“Having never been to a class or taken an exam, oddly, I do not.”
“Lucky bastard.” I shift in his arms. “I bet you don’t get anxiety dreams at all.”
He purses his lips.
“Do you even know what those are?” I ask.
“Never heard the term, but considering what you just described, yeah, I get them. After my parents left Rockton, and I was sheriff, I used to have nightmares where no one listened to me.”
I fight a sputtering laugh. “For you, that would be a nightmare. Did it ever happen, though? Even back then?”
“Hell, yeah. There are always people who don’t listen until I show them why they really should.”
“So that was the nightmare, then? You gave orders, and someone ignored you?”
“Everyone ignored me. Laughed at me, even. I’d wake up in a cold sweat. Truth was that it shocked the fuck out of me that people did listen. I was the youngest resident, and here I was, playing sheriff, giving orders and tossing curses and glares. I was never the biggest or toughest guy here. I just acted like it. I’d seen it work for Ty, but that’s different.”
“The man is the size of a grizzly.”
“And I’m not. Yet residents treated me like I was the person I was pretending to be, while I kept waiting for someone to call me on my bullshit, and no one did.”
“So the nightmares stopped?”
“Eventually. Now I just get the ones where you’re not here, and when I go looking for you, no one knows who I’m talking about.”
I wince.
“Yep, those suck,” he says, kissing my cheek, “but then I wake up, and you’re here, and I know you’re staying, so I can shove that bullshit in the closet where it belongs.”
I run a finger over his cheek, prickly with stubble, the winter beard shaved. He’ll keep the stubble, though. There’s something in his face that needs the scruff to keep him looking like the hard-assed sheriff. Otherwise, there’s always an innocence there. A wide-eyed innocence and a wounded innocence, and a man who cannot allow the world to see either. It’s only when it’s the two of us that the wall comes down and that strong jaw relaxes and those gray eyes lose a little of their steel, letting me see what lies within.
What lies within is a boy who grew up in the forest, with parents who loved him and a younger brother who adored him. A harsh but also idyllic life. Then Rockton’s sheriff Gene Dalton found him.
Gene took the boy home and, according to the town records, the nine-year-old was suffering from severe malnutrition and had been abandoned by neglectful parents. That was bullshit, but it gave Gene the excuse to present his wife with a son after they’d lost their own child down south in the tragedy that brought them to Rockton.
It was like those old stories of missionaries “rescuing” “heathen” children, when the truth was that they stole those children from loving parents who followed a different way of life.
What happened next is hazy in Dalton’s mind, tainted by the stories Gene told him growing up. Then, a few years ago, he reconnected with his brother, Jacob, and learned that his parents weren’t the negligent guardians that Gene claimed.
Yet it wasn’t as if he’d been taken as a baby. Dalton had repressed nearly a decade of good memories, and he didn’t know how to deal with that. So he decided not to. His birth parents were dead, and the Daltons had retired down south, so what was the point in digging up the past? What’s done is done. Keep moving forward.
It obviously isn’t that easy. All those questions he’d tamped down had left a smoldering keg in his soul, the rage and hurt of a boy who’d been abandoned by loving birth parents and then, as an adult, come to realize that his loving adopted parents actually kidnapped him. Little wonder he has nightmares where he wakes to find me gone, to discover I never existed at all.

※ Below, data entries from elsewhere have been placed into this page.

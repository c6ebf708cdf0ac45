//! Concatenation of single-page documents into the final deck document.

use std::collections::HashMap;
use std::fs;
use std::path::{Path, PathBuf};

use lopdf::{Document, Object, ObjectId, dictionary};

use crate::PressError;

/// Copies objects between documents, following references and copying each
/// source object once.
struct ObjectCopier<'a> {
    source: &'a Document,
    target: &'a mut Document,
    id_map: HashMap<ObjectId, ObjectId>,
}

impl<'a> ObjectCopier<'a> {
    fn new(source: &'a Document, target: &'a mut Document) -> Self {
        Self {
            source,
            target,
            id_map: HashMap::new(),
        }
    }

    fn copy_object(&mut self, source_id: ObjectId) -> Result<ObjectId, lopdf::Error> {
        if let Some(target_id) = self.id_map.get(&source_id) {
            return Ok(*target_id);
        }
        // Reserve the id first so reference cycles terminate.
        let new_id = self.target.add_object(Object::Null);
        self.id_map.insert(source_id, new_id);

        let obj = self.source.get_object(source_id)?.clone();
        let new_obj = self.remap_references(obj)?;
        self.target.objects.insert(new_id, new_obj);
        Ok(new_id)
    }

    fn remap_references(&mut self, obj: Object) -> Result<Object, lopdf::Error> {
        match obj {
            Object::Reference(id) => Ok(Object::Reference(self.copy_object(id)?)),
            Object::Array(items) => Ok(Object::Array(
                items
                    .into_iter()
                    .map(|o| self.remap_references(o))
                    .collect::<Result<Vec<_>, _>>()?,
            )),
            Object::Dictionary(mut dict) => {
                for (_, value) in dict.iter_mut() {
                    *value = self.remap_references(value.clone())?;
                }
                Ok(Object::Dictionary(dict))
            }
            Object::Stream(mut stream) => {
                for (_, value) in stream.dict.iter_mut() {
                    *value = self.remap_references(value.clone())?;
                }
                Ok(Object::Stream(stream))
            }
            _ => Ok(obj),
        }
    }

    /// Copies a page without its `Parent`, so the source page tree stays
    /// behind.
    fn copy_page(&mut self, page_id: ObjectId) -> Result<ObjectId, lopdf::Error> {
        let mut page = self.source.get_object(page_id)?.as_dict()?.clone();
        page.remove(b"Parent");
        let page = self.remap_references(Object::Dictionary(page))?;
        Ok(self.target.add_object(page))
    }
}

/// Empty document with a catalog and an empty page tree.
fn empty_document() -> (Document, ObjectId) {
    let mut doc = Document::with_version("1.7");
    let pages_id = doc.add_object(dictionary! {
        "Type" => "Pages",
        "Kids" => Vec::<Object>::new(),
        "Count" => 0i64,
    });
    let catalog_id = doc.add_object(dictionary! {
        "Type" => "Catalog",
        "Pages" => pages_id,
    });
    doc.trailer.set("Root", catalog_id);
    (doc, pages_id)
}

/// Appends every page of `source`, in page order, to the page tree rooted at
/// `pages_id`.
fn append_pages(
    target: &mut Document,
    pages_id: ObjectId,
    source: &Document,
) -> Result<(), PressError> {
    let source_pages: Vec<ObjectId> = source.get_pages().into_values().collect();
    let mut copier = ObjectCopier::new(source, target);
    let mut new_kids = Vec::with_capacity(source_pages.len());
    for page_id in source_pages {
        new_kids.push(copier.copy_page(page_id)?);
    }

    for &kid in &new_kids {
        if let Ok(Object::Dictionary(page)) = target.get_object_mut(kid) {
            page.set("Parent", Object::Reference(pages_id));
        }
    }
    let pages = target.get_object_mut(pages_id)?.as_dict_mut()?;
    let mut kids = pages.get(b"Kids")?.as_array()?.clone();
    kids.extend(new_kids.into_iter().map(Object::Reference));
    let count = kids.len() as i64;
    pages.set("Kids", Object::Array(kids));
    pages.set("Count", count);
    Ok(())
}

/// Merges `inputs` in order into `output`. Every input must exist; on
/// success the inputs are deleted.
pub fn merge_files(inputs: &[PathBuf], output: &Path) -> Result<usize, PressError> {
    if let Some(missing) = inputs.iter().find(|p| !p.is_file()) {
        return Err(PressError::MissingArtifact(missing.clone()));
    }
    let (mut merged, pages_id) = empty_document();
    for input in inputs {
        let source = Document::load(input)?;
        append_pages(&mut merged, pages_id, &source)?;
    }
    let page_count = merged.get_pages().len();
    merged.save(output)?;

    for input in inputs {
        if let Err(e) = fs::remove_file(input) {
            log::warn!("could not remove {}: {e}", input.display());
        }
    }
    Ok(page_count)
}
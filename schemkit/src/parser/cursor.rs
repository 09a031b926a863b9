//! Line cursor shared by the library and schematic parsers.
//!
//! Nested block parsers borrow the same cursor mutably, so "how many lines are
//! left" is a single number no matter how deep the parse is. Error lines are
//! derived from it.

use thiserror::Error;

use super::token::Token;

/// A contextual parse failure.
///
/// While the error travels up through nested block parsers it only knows how
/// many lines were left when it was raised (counting the offending line);
/// the outermost parser turns that into a 1-based line number with
/// [`ParseError::annotate`].
#[derive(Debug, Clone, PartialEq, Eq, Error)]
#[error("{message} at line {line}")]
pub struct ParseError {
    pub message: String,
    /// 1-based line in the original input; 0 until annotated.
    pub line: usize,
    /// Raw text of the offending line.
    pub source_line: String,
    remaining: usize,
}

impl ParseError {
    pub fn annotate(mut self, total_lines: usize) -> Self {
        self.line = total_lines - self.remaining + 1;
        self
    }
}

pub struct LineCursor<'a> {
    lines: Vec<&'a str>,
    pos: usize,
}

impl<'a> LineCursor<'a> {
    pub fn new(content: &'a str) -> Self {
        let lines = content
            .split('\n')
            .map(|line| line.strip_suffix('\r').unwrap_or(line))
            .collect();
        Self { lines, pos: 0 }
    }

    pub fn total(&self) -> usize {
        self.lines.len()
    }

    pub fn remaining(&self) -> usize {
        self.lines.len() - self.pos
    }

    /// 1-based number of the line most recently taken.
    pub fn line_number(&self) -> usize {
        self.pos
    }

    pub fn next_line(&mut self) -> Option<&'a str> {
        let line = self.lines.get(self.pos).copied()?;
        self.pos += 1;
        Some(line)
    }

    pub fn peek_line(&self) -> Option<&'a str> {
        self.lines.get(self.pos).copied()
    }

    /// Take the next line and split it into tokens.
    pub fn next_tokens(&mut self) -> Option<(&'a str, Vec<Token>)> {
        let line = self.next_line()?;
        Some((line, tokenize_line(line, self.pos)))
    }

    /// Error about the line most recently taken.
    pub fn error(&self, message: impl Into<String>) -> ParseError {
        let source_line = self
            .pos
            .checked_sub(1)
            .and_then(|i| self.lines.get(i))
            .copied()
            .unwrap_or_default();
        ParseError {
            message: message.into(),
            line: 0,
            source_line: source_line.to_string(),
            remaining: self.remaining() + 1,
        }
    }

    /// Error for input that ended while `terminator` was still expected.
    pub fn unterminated(&self, terminator: &str) -> ParseError {
        ParseError {
            message: format!("unexpected end of file, expecting {}", terminator),
            line: 0,
            source_line: self.lines.last().copied().unwrap_or_default().to_string(),
            remaining: 1,
        }
    }
}

/// Split a line on whitespace runs. A token opening with `"` extends to the
/// matching close quote so quoted text may contain spaces; `\"` does not
/// close it.
pub fn tokenize_line(line: &str, line_number: usize) -> Vec<Token> {
    let mut tokens = Vec::new();
    let mut chars = line.char_indices().peekable();

    while let Some(&(start, ch)) = chars.peek() {
        if ch.is_whitespace() {
            chars.next();
            continue;
        }

        let mut end = line.len();
        if ch == '"' {
            chars.next();
            let mut escaped = false;
            for (i, c) in chars.by_ref() {
                if escaped {
                    escaped = false;
                } else if c == '\\' {
                    escaped = true;
                } else if c == '"' {
                    end = i + c.len_utf8();
                    break;
                }
            }
            // Glued trailing characters stay with the quoted token.
            while let Some(&(i, c)) = chars.peek() {
                if c.is_whitespace() {
                    end = i;
                    break;
                }
                chars.next();
                end = i + c.len_utf8();
            }
        } else {
            while let Some(&(i, c)) = chars.peek() {
                if c.is_whitespace() {
                    end = i;
                    break;
                }
                chars.next();
            }
        }

        tokens.push(Token::new(&line[start..end], line_number));
    }

    tokens
}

It was only last winter that Dalton agreed to talk about his parents. While Jacob is more than happy to fill in the missing memories, he cannot supply the most critical answer of all. Jacob had been seven when Dalton disappeared into Rockton. He knows their parents searched frantically for his brother. He eventually came to understand that Dalton was in Rockton, where their parents assured Jacob that his brother was healthy and happy. They made it sound like having an older sibling at board
ing school in a far-off place.
He’s gone away to learn new things and grow up, and when he does, he’ll come back to us.
From what I’ve heard of Steve Mulligan and Amy O’Keefe, there is no way they decided their son was better off in Rockton and left him there. So what really happened?
We have no idea. They both died fifteen years ago.
So much trauma visited on a family who only wanted peaceful lives in the forest. Further proof, as if we needed it, that the biggest danger out there isn’t the animals or the landscape or the weather.
It’s the people.
And here we are, reminded of that yet again with the tourist we found. A woman who came here expecting to deal with the animals and the landscape and the weather, and what put her in our clinic, fighting for her life, was another human being.